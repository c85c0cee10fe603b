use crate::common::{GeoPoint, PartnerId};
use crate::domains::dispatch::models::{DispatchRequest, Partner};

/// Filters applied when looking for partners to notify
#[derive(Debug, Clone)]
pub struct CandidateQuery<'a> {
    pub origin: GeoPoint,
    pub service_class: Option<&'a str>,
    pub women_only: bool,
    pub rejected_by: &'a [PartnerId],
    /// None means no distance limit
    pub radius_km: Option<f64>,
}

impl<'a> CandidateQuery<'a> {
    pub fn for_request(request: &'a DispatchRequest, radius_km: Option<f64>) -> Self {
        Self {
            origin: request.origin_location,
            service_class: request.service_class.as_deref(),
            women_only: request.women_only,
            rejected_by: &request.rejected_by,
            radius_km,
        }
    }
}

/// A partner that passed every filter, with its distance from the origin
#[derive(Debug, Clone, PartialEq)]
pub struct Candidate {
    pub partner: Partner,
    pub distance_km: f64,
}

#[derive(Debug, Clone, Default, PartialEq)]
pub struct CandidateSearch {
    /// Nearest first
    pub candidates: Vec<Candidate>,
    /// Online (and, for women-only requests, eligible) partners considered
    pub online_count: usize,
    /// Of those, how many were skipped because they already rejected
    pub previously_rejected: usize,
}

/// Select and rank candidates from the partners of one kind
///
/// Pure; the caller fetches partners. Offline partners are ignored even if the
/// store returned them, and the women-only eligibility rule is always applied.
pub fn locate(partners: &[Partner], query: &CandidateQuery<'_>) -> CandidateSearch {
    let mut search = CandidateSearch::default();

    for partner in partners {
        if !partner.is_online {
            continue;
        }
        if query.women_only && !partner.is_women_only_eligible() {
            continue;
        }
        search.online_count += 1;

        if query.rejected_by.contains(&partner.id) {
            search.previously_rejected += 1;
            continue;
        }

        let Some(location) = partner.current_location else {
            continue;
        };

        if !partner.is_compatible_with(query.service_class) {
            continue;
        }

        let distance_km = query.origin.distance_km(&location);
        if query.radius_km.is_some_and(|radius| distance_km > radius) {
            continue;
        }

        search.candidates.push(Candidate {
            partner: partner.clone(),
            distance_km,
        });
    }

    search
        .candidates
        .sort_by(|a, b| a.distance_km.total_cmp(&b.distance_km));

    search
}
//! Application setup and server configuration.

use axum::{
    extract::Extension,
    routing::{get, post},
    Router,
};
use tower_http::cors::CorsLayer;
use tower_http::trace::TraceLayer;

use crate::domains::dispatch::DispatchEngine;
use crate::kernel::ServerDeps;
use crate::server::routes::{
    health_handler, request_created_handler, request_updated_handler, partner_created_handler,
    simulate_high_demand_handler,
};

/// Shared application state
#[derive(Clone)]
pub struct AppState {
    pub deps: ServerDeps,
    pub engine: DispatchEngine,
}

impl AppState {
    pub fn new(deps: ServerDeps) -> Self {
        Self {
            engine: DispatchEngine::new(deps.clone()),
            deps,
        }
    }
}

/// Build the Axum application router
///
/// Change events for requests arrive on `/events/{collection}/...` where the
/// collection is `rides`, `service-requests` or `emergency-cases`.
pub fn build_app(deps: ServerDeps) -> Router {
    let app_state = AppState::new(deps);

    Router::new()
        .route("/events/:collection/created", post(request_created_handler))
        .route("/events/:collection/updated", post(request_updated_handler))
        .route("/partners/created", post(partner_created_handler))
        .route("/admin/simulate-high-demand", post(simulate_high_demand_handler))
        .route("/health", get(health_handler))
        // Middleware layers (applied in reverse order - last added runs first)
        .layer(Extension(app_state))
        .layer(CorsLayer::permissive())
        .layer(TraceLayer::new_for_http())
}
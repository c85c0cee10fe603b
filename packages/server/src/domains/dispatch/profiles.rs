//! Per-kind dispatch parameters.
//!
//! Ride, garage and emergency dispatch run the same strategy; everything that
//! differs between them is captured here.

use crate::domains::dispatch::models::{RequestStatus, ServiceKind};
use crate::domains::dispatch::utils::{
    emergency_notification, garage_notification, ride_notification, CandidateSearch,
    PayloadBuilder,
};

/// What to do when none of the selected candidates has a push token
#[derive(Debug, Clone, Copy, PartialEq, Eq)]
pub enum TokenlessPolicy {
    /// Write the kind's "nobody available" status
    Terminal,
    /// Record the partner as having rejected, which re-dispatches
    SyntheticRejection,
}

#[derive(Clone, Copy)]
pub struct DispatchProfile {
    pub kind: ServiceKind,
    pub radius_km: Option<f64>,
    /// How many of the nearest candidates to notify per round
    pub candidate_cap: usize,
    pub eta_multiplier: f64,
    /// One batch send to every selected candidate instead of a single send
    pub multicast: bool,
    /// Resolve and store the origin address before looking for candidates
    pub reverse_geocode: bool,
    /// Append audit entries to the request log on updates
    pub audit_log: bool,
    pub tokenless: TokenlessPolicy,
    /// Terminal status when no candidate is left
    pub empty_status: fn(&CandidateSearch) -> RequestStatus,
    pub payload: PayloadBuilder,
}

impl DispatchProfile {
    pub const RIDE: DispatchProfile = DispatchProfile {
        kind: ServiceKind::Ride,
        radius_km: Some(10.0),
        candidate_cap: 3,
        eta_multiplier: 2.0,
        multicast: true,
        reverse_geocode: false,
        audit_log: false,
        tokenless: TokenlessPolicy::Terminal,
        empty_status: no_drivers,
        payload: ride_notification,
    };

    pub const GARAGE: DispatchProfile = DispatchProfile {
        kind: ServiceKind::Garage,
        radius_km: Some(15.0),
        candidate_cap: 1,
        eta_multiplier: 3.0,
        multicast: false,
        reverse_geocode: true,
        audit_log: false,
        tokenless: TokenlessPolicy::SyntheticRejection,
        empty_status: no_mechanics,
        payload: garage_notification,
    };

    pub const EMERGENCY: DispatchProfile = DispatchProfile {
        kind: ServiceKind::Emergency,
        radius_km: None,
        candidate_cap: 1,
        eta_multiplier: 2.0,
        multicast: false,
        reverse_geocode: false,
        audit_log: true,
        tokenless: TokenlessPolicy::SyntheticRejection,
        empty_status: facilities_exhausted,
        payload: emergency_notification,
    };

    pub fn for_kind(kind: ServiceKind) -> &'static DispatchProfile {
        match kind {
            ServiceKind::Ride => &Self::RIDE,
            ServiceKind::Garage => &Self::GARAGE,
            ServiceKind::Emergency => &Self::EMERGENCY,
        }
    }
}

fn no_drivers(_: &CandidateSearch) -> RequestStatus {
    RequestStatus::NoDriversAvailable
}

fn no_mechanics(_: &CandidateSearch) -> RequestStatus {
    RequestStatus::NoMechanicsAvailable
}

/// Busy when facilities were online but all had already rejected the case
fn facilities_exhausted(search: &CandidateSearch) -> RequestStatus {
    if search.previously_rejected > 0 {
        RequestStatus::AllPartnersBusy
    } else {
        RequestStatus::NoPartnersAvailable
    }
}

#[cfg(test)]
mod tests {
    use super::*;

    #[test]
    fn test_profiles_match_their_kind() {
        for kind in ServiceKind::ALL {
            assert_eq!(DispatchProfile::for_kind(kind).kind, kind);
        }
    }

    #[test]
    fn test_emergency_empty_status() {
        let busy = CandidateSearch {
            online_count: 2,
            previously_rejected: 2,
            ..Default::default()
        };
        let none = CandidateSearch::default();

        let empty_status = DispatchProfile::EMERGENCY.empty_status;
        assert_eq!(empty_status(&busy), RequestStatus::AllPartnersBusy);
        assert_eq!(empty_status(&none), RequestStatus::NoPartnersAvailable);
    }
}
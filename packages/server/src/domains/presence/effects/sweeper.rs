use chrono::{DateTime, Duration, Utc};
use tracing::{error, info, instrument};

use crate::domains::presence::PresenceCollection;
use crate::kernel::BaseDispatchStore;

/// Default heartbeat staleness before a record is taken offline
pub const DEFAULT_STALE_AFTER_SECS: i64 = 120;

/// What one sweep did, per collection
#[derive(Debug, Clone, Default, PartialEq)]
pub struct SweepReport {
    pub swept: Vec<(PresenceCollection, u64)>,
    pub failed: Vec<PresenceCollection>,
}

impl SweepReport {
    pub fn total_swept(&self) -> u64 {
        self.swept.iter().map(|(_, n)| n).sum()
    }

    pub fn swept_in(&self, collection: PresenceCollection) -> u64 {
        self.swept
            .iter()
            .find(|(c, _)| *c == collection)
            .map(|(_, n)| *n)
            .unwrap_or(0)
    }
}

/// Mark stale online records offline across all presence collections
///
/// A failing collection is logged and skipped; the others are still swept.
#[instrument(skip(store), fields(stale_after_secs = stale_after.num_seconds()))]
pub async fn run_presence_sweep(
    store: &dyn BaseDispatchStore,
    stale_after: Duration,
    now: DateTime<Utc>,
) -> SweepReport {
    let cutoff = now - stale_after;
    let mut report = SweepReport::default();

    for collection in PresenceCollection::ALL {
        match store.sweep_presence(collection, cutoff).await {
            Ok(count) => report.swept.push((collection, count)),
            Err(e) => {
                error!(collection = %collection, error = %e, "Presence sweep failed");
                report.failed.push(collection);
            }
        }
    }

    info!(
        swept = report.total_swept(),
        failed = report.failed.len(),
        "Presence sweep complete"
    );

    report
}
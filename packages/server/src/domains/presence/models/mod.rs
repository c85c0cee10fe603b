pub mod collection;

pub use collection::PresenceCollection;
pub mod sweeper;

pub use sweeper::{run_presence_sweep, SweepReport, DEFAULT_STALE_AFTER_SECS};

══════════════════════════════

Work task. Search the material above for the word "derive", then copy each line that holds it.

Answer below.
#[derive(Debug, Clone)]
#[derive(Debug, Clone, PartialEq)]
#[derive(Debug, Clone, Default, PartialEq)]
#[derive(Clone)]
#[derive(Debug, Clone, Copy, PartialEq, Eq)]
#[derive(Clone, Copy)]
#[derive(Debug, Clone, Default, PartialEq)]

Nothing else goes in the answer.